Ms Lukhaimane said the rationale behind the enactment of section 37C of the Act was to ensure that all those who were financially dependent on the deceased were not left destitute when he died.

“In the present matter, the complainant is a nominee and there was no onus on him to prove that he was financially dependent on the deceased or had a relationship with him for him to be allocated a share of the death benefit, contrary to the second respondent’s assertion.

“It was probably the first and second respondent’s communication with the complainant that led him to believe that he had to concoct unnecessary tales of his dependence on the deceased.

“The board of the first respondent resolved to allocate the entire death benefit to Mrs Roche on the basis that she has poor health and there is a possibility that her savings may run out.

“However, it was not demonstrated by the board that Mrs Roche was financially dependent on the deceased during his lifetime. Furthermore, the contention that Mrs Roche’s savings are running out appears to be speculative as no indication has been made how much her savings are and the tools used to determine that she might not be able to take care of herself in future.”

Ms Lukhaimane said the board did not appear to have considered that, despite having their own families, Mrs Roche’s children also had a responsibility to take care of her in the event that she ran into financial problems.

“Whether or not they would fall short in discharging this responsibility was not investigated by the board.

“The fact that the deceased did not have children and his siblings have families to support does not make it the deceased’s responsibility to take care of his mother.

“In fact, by even considering this as a reason to ignore the equal duty of the deceased’s siblings to take care of their mother, the board totally misdirects itself.

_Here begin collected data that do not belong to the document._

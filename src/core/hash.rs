//! Digest Helpers
//!
//! SHA-256 primitives shared by the fairness and transparency paths:
//! - Commitment hashing over seed material
//! - Lowercase hex encoding for the wire
//! - Strict hex decoding for byte-for-byte comparison

use sha2::{Sha256, Digest};

/// Digest output type (256 bits / 32 bytes).
pub type Digest32 = [u8; 32];

/// Length of a hex-encoded SHA-256 digest.
pub const DIGEST_HEX_LEN: usize = 64;

/// Incremental SHA-256 hasher over string parts.
///
/// Parts are concatenated with no separator, so
/// `["ab", "c"]` and `["a", "bc"]` hash identically.
pub struct SeedHasher {
    hasher: Sha256,
}

impl SeedHasher {
    /// Create an empty hasher.
    pub fn new() -> Self {
        Self { hasher: Sha256::new() }
    }

    /// Update with the UTF-8 bytes of a string.
    #[inline]
    pub fn update_str(&mut self, part: &str) {
        self.hasher.update(part.as_bytes());
    }

    /// Finalize and return the digest.
    pub fn finalize(self) -> Digest32 {
        self.hasher.finalize().into()
    }

    /// Finalize and return the lowercase hex digest.
    pub fn finalize_hex(self) -> String {
        hex::encode(self.finalize())
    }
}

impl Default for SeedHasher {
    fn default() -> Self {
        Self::new()
    }
}

/// Compute a simple hash of arbitrary data.
pub fn hash_bytes(data: &[u8]) -> Digest32 {
    let mut hasher = Sha256::new();
    hasher.update(data);
    hasher.finalize().into()
}

/// Decode a 64-character hex digest (either case).
///
/// Returns `None` for the wrong length or any non-hex character.
pub fn decode_digest(hex_digest: &str) -> Option<Digest32> {
    if hex_digest.len() != DIGEST_HEX_LEN {
        return None;
    }
    let bytes = hex::decode(hex_digest).ok()?;
    let mut digest = [0u8; 32];
    digest.copy_from_slice(&bytes);
    Some(digest)
}

/// Short form of a hex digest for log lines.
pub fn short_hex(hex_digest: &str) -> &str {
    hex_digest.get(..8).unwrap_or(hex_digest)
}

“In the circumstance, this Tribunal is of the considered view that the board of the first respondent misdirected itself and failed to investigate and consider all the relevant factors before arriving at the decision to allocate the entire death benefit to Mrs Roche.

“Therefore, when a board fails to do a thorough investigation with respect to the personal circumstances of each beneficiary, as evident in this matter, there is a greater likelihood of the objectives of section 37C being subverted.

“In the circumstance, this Tribunal is of the considered view that the board did not conduct a proper investigation and failed to apply its mind when it resolved to allocate the entire amount of the death benefit to Mrs Roche, to the exclusion of the complainant.”

Ms Lukhaimane ordered the board of the first respondent to re-exercise its discretion in terms of section 37C of the Act.